Grand ambassadeur du lyrisme, l'auteur fait l'éloge de ce courant poétique. Il vante notamment son harmonie, son vitalisme, son rythme, mais attention, le lyrisme se déguste à petites lampées, au risque de s'écoeurer.
Léopardi nous donne la clef (et nous déculpabilise au passage de nos bâillements intempestifs !) pour prendre plaisir face aux élégies, idylles, bucoliques et épigrammes, à l'image des “Odes” d'Anacréon, un plaisir “fugitif”, “rebelle à toute analyse” à condition de le lire avec “une attention distraite” et la rapidité ailée des sandales d'Hermès !

Au contraire d'une lecture minutieuse et exhaustive qui ne procurerait à coup sûr aucun plaisir. Pour le poète la saveur des vers ne se révèle que par “l'impression soudaine et indéfinissable du tout”. Ce n'est pas sans rappeler les conseils de lecture de Roland Barthes qui, dans L'Empire des signes, définissait également le haïku comme un instantané, plus éphémère qu'une volée de lucioles… alors poésie antique et haïkus même combat ?

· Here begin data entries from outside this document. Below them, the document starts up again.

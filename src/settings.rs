use std::{fmt, fs, path::Path};

use rand::{rngs::SmallRng, SeedableRng};
use serde::{Deserialize, Serialize};

use crate::{
    error::{Error, Result},
    game::{DEFAULT_SIZE, MAX_SIZE},
};

#[derive(Copy, Clone, Debug, PartialEq, Eq, Serialize, Deserialize, clap::ValueEnum)]
#[serde(rename_all = "lowercase")]
pub enum Difficulty {
    Easy,
    Medium,
    Hard,
}

impl Difficulty {
    pub const ALL: [Self; 3] = [Self::Easy, Self::Medium, Self::Hard];

    pub fn mines(self) -> usize {
        match self {
            Self::Easy => 10,
            Self::Medium => 20,
            Self::Hard => 30,
        }
    }

    /// Reads an answer to the difficulty menu, either its number or its name. Anything that isn't
    /// recognized is Easy.
    pub fn from_menu_choice(choice: &str) -> Self {
        match choice.trim().to_ascii_lowercase().as_str() {
            "2" | "medium" => Self::Medium,
            "3" | "hard" => Self::Hard,
            _ => Self::Easy,
        }
    }
}

impl fmt::Display for Difficulty {
    fn fmt(&self, f: &mut fmt::Formatter<'_>) -> fmt::Result {
        f.write_str(match self {
            Self::Easy => "Easy",
            Self::Medium => "Medium",
            Self::Hard => "Hard",
        })
    }
}

/// Everything needed to set up a game. Missing fields in a settings file take their defaults.
#[derive(Clone, Debug, PartialEq, Eq, Serialize, Deserialize)]
#[serde(default, deny_unknown_fields)]
pub struct Settings {
    pub size: usize,
    /// Asked for interactively when not set
    pub difficulty: Option<Difficulty>,
    /// Overrides the difficulty's mine count
    pub mines: Option<usize>,
    pub seed: Option<u64>,
    /// Refuse to reveal a flagged cell directly
    pub protect_flags: bool,
}

impl Default for Settings {
    fn default() -> Self {
        Self {
            size: DEFAULT_SIZE,
            difficulty: None,
            mines: None,
            seed: None,
            protect_flags: false,
        }
    }
}

impl Settings {
    pub fn from_file(path: &Path) -> Result<Self> {
        let text = fs::read_to_string(path).map_err(|source| Error::ReadSettings {
            path: path.to_owned(),
            source,
        })?;
        serde_json::from_str(&text).map_err(|source| Error::ParseSettings {
            path: path.to_owned(),
            source,
        })
    }

    pub fn validate(&self) -> Result<()> {
        if self.size == 0 {
            return Err(Error::EmptyBoard);
        }
        if self.size > MAX_SIZE {
            return Err(Error::BoardTooLarge {
                size: self.size,
                max: MAX_SIZE,
            });
        }
        let cells = self.size * self.size;
        match self.mines {
            Some(mines) if mines >= cells => Err(Error::TooManyMines {
                requested: mines,
                cells,
            }),
            _ => Ok(()),
        }
    }

    pub fn mine_count(&self, difficulty: Difficulty) -> usize {
        self.mines.unwrap_or_else(|| difficulty.mines())
    }

    pub fn rng(&self) -> SmallRng {
        match self.seed {
            Some(seed) => SmallRng::seed_from_u64(seed),
            None => SmallRng::from_entropy(),
        }
    }
}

“Les êtres sensibles sont par nature des êtres souffrants.” Mais Léopardi reste un grand pessimiste et ne s'en cache pas. Fort du constat qu'après vint-cinq ans tout homme est alerte “de la décadence de son corps” et “du flétrissement de la fleur de ses jours”, il proclame “l'existence n'est pas pour l'existant”, elle n'est que pour la conservation de l'espèce, nous sommes pour nous reproduire et tout plaisir ici bas n'est jamais dû qu'au hasard, et pourtant nous dit-il, nous espérons toujours. 
Le désespoir n'est jamais complet, même lorsque l'on se donne la mort, nous avons encore une once d'espoir et pas une pleine détestation de soi, l'amour propre ne s'éteint jamais complètement et “l'espérance est une passion”.

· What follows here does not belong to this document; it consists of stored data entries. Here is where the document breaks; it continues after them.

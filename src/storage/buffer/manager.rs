use std::collections::{HashMap, VecDeque};
use std::path::Path;
use std::sync::Arc;
use parking_lot::{Mutex, RwLock};
use log::debug;

use crate::common::types::{Page, PageId, PagePtr, FrameId, INVALID_PAGE_ID};
use crate::storage::disk::DiskManager;
use crate::storage::buffer::error::BufferPoolError;
use crate::storage::buffer::replacer::LRUReplacer;

/// Bookkeeping for one frame. The page contents themselves live
/// behind the frame's page latch; this metadata is guarded by the
/// pool latch.
#[derive(Debug, Clone, Copy)]
struct FrameMeta {
    page_id: PageId,
    pin_count: u32,
    is_dirty: bool,
}

impl FrameMeta {
    fn empty() -> Self {
        Self {
            page_id: INVALID_PAGE_ID,
            pin_count: 0,
            is_dirty: false,
        }
    }
}

/// State guarded by the pool latch: the page table, the free list and
/// the per-frame metadata.
struct PoolState {
    page_table: HashMap<PageId, FrameId>,
    free_list: VecDeque<FrameId>,
    metas: Vec<FrameMeta>,
}

/// Buffer pool manager: mediates all page access. Every resident page
/// occupies exactly one frame; a frame with a non-zero pin count is
/// never evicted. The free list, the replacer and the pinned frames
/// partition the frame array.
pub struct BufferPoolManager {
    pool_size: usize,
    frames: Vec<PagePtr>,
    latch: Mutex<PoolState>,
    replacer: LRUReplacer,
    disk_manager: Arc<DiskManager>,
}

impl BufferPoolManager {
    pub fn new(pool_size: usize, db_path: impl AsRef<Path>) -> Result<Self, BufferPoolError> {
        let disk_manager = Arc::new(DiskManager::new(db_path)?);
        Ok(Self::with_disk_manager(pool_size, disk_manager))
    }

    pub fn with_disk_manager(pool_size: usize, disk_manager: Arc<DiskManager>) -> Self {
        let mut frames = Vec::with_capacity(pool_size);
        let mut free_list = VecDeque::with_capacity(pool_size);
        for frame_id in 0..pool_size {
            frames.push(Arc::new(RwLock::new(Page::new(INVALID_PAGE_ID))));
            free_list.push_back(frame_id);
        }

        Self {
            pool_size,
            frames,
            latch: Mutex::new(PoolState {
                page_table: HashMap::new(),
                free_list,
                metas: vec![FrameMeta::empty(); pool_size],
            }),
            replacer: LRUReplacer::new(pool_size),
            disk_manager,
        }
    }

    pub fn pool_size(&self) -> usize {
        self.pool_size
    }

    /// Fetch a page, pinning its frame. If the page is not resident a
    /// frame is taken from the free list or the replacer, writing the
    /// victim back first when dirty.
    pub fn fetch_page(&self, page_id: PageId) -> Result<PagePtr, BufferPoolError> {
        if page_id == INVALID_PAGE_ID {
            return Err(BufferPoolError::InvalidOperation(
                "cannot fetch the invalid page id".to_string(),
            ));
        }

        let mut state = self.latch.lock();

        if let Some(&frame_id) = state.page_table.get(&page_id) {
            if state.metas[frame_id].pin_count == 0 {
                self.replacer.pin(frame_id);
            }
            state.metas[frame_id].pin_count += 1;
            return Ok(self.frames[frame_id].clone());
        }

        let frame_id = self.allocate_frame(&mut state)?;

        // Read the requested page into the frame. The frame is free or
        // was an unpinned victim, so its latch is uncontended.
        {
            let mut page = self.frames[frame_id].write();
            if let Err(e) = self.disk_manager.read_page(page_id, &mut page) {
                state.free_list.push_back(frame_id);
                return Err(e.into());
            }
        }

        state.metas[frame_id] = FrameMeta {
            page_id,
            pin_count: 1,
            is_dirty: false,
        };
        state.page_table.insert(page_id, frame_id);

        Ok(self.frames[frame_id].clone())
    }

    /// Allocate a fresh page on disk and pin it in a frame, zeroed.
    pub fn new_page(&self) -> Result<(PagePtr, PageId), BufferPoolError> {
        let mut state = self.latch.lock();

        let frame_id = self.allocate_frame(&mut state)?;

        let page_id = match self.disk_manager.allocate_page() {
            Ok(page_id) => page_id,
            Err(e) => {
                state.free_list.push_back(frame_id);
                return Err(e.into());
            }
        };

        {
            let mut page = self.frames[frame_id].write();
            page.reset();
            page.page_id = page_id;
        }

        state.metas[frame_id] = FrameMeta {
            page_id,
            pin_count: 1,
            is_dirty: true,
        };
        state.page_table.insert(page_id, frame_id);

        Ok((self.frames[frame_id].clone(), page_id))
    }

    /// Drop one pin on a page, or-folding the caller's dirty flag into
    /// the frame. The frame becomes evictable when the count hits zero.
    pub fn unpin_page(&self, page_id: PageId, is_dirty: bool) -> Result<(), BufferPoolError> {
        let mut state = self.latch.lock();

        let frame_id = *state
            .page_table
            .get(&page_id)
            .ok_or(BufferPoolError::PageNotFound(page_id))?;

        let meta = &mut state.metas[frame_id];
        if meta.pin_count == 0 {
            return Err(BufferPoolError::PageNotPinned(page_id));
        }
        meta.pin_count -= 1;
        meta.is_dirty |= is_dirty;

        if meta.pin_count == 0 {
            self.replacer.unpin(frame_id);
        }

        Ok(())
    }

    /// Write a page through to disk regardless of its dirty bit
    pub fn flush_page(&self, page_id: PageId) -> Result<(), BufferPoolError> {
        let mut state = self.latch.lock();

        let frame_id = *state
            .page_table
            .get(&page_id)
            .ok_or(BufferPoolError::PageNotFound(page_id))?;

        {
            let page = self.frames[frame_id].read();
            self.disk_manager.write_page(&page)?;
        }
        state.metas[frame_id].is_dirty = false;

        Ok(())
    }

    /// Write every mapped page to disk
    pub fn flush_all_pages(&self) -> Result<(), BufferPoolError> {
        let mut state = self.latch.lock();

        let mapped: Vec<FrameId> = state.page_table.values().copied().collect();
        for frame_id in mapped {
            {
                let page = self.frames[frame_id].read();
                self.disk_manager.write_page(&page)?;
            }
            state.metas[frame_id].is_dirty = false;
        }

        Ok(())
    }

    /// Delete a page. Returns Ok(true) if the page is gone (or was
    /// never resident), Ok(false) if it is pinned and cannot be freed.
    pub fn delete_page(&self, page_id: PageId) -> Result<bool, BufferPoolError> {
        let mut state = self.latch.lock();

        let frame_id = match state.page_table.get(&page_id) {
            Some(&frame_id) => frame_id,
            None => return Ok(true),
        };

        if state.metas[frame_id].pin_count > 0 {
            return Ok(false);
        }

        state.metas[frame_id] = FrameMeta::empty();
        state.page_table.remove(&page_id);
        // The frame was unpinned, so it sits in the replacer; pull it
        // out before handing it to the free list.
        self.replacer.pin(frame_id);
        state.free_list.push_back(frame_id);

        self.disk_manager.deallocate_page(page_id);

        Ok(true)
    }

    /// Take a frame from the free list, or evict a victim from the
    /// replacer (writing it back first when dirty).
    fn allocate_frame(&self, state: &mut PoolState) -> Result<FrameId, BufferPoolError> {
        if let Some(frame_id) = state.free_list.pop_front() {
            return Ok(frame_id);
        }

        let frame_id = self.replacer.victim().ok_or(BufferPoolError::BufferPoolFull)?;
        let meta = state.metas[frame_id];

        if meta.is_dirty {
            debug!("writing back dirty victim page {} from frame {}", meta.page_id, frame_id);
            let page = self.frames[frame_id].read();
            if let Err(e) = self.disk_manager.write_page(&page) {
                drop(page);
                self.replacer.unpin(frame_id);
                return Err(e.into());
            }
        }

        state.page_table.remove(&meta.page_id);
        state.metas[frame_id] = FrameMeta::empty();

        Ok(frame_id)
    }
}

L'écrivain italien observe également le monde autour de lui, prédisant à l'Europe “civilisée” de nouvelles invasions barbares, notant que les peuples les plus civilisés sont souvent au bord du précipice, la civilisation et la science ne valant pas l'élan vital et immense qu'une nation barbare pleine d'illusions porte en elle. Cela me rappelle également le mot de Roger Martin du Gard dans son Jean Barois sur les idéologies qui, encore jeunes, ne peuvent qu'être intolérantes, sans compris possible, totalitaire dans leur portée car admettre la possibilité d'opinions contraires les conduiraient à n'être plus agissantes. Alors quel remède ? Pour l'auteur c'est qu'il n'y ait plus une seule nation “barbare” sur la surface du globe…

Le Zibaldone est également une oeuvre de moraliste, livrant une vision de l'existence, fortement influencée par les déboires, la dépression, les maux physiques de l'auteur, mort à seulement 37 ans. Ainsi, La Rochefoucauld écrivait que “la philosophie triomphe aisément des maux du passé et du futur mais les maux du présent triomphent d'elle”, Léopardi, plus sombre, écrit “le passé, dans la mémoire, est plus beau que le présent ; de même que le futur dans l'imagination. Pourquoi ? Parce que seul le présent est conçu par l'homme dans sa vraie forme ; il est la seule image du vrai; et le vrai tout entier est laideur.”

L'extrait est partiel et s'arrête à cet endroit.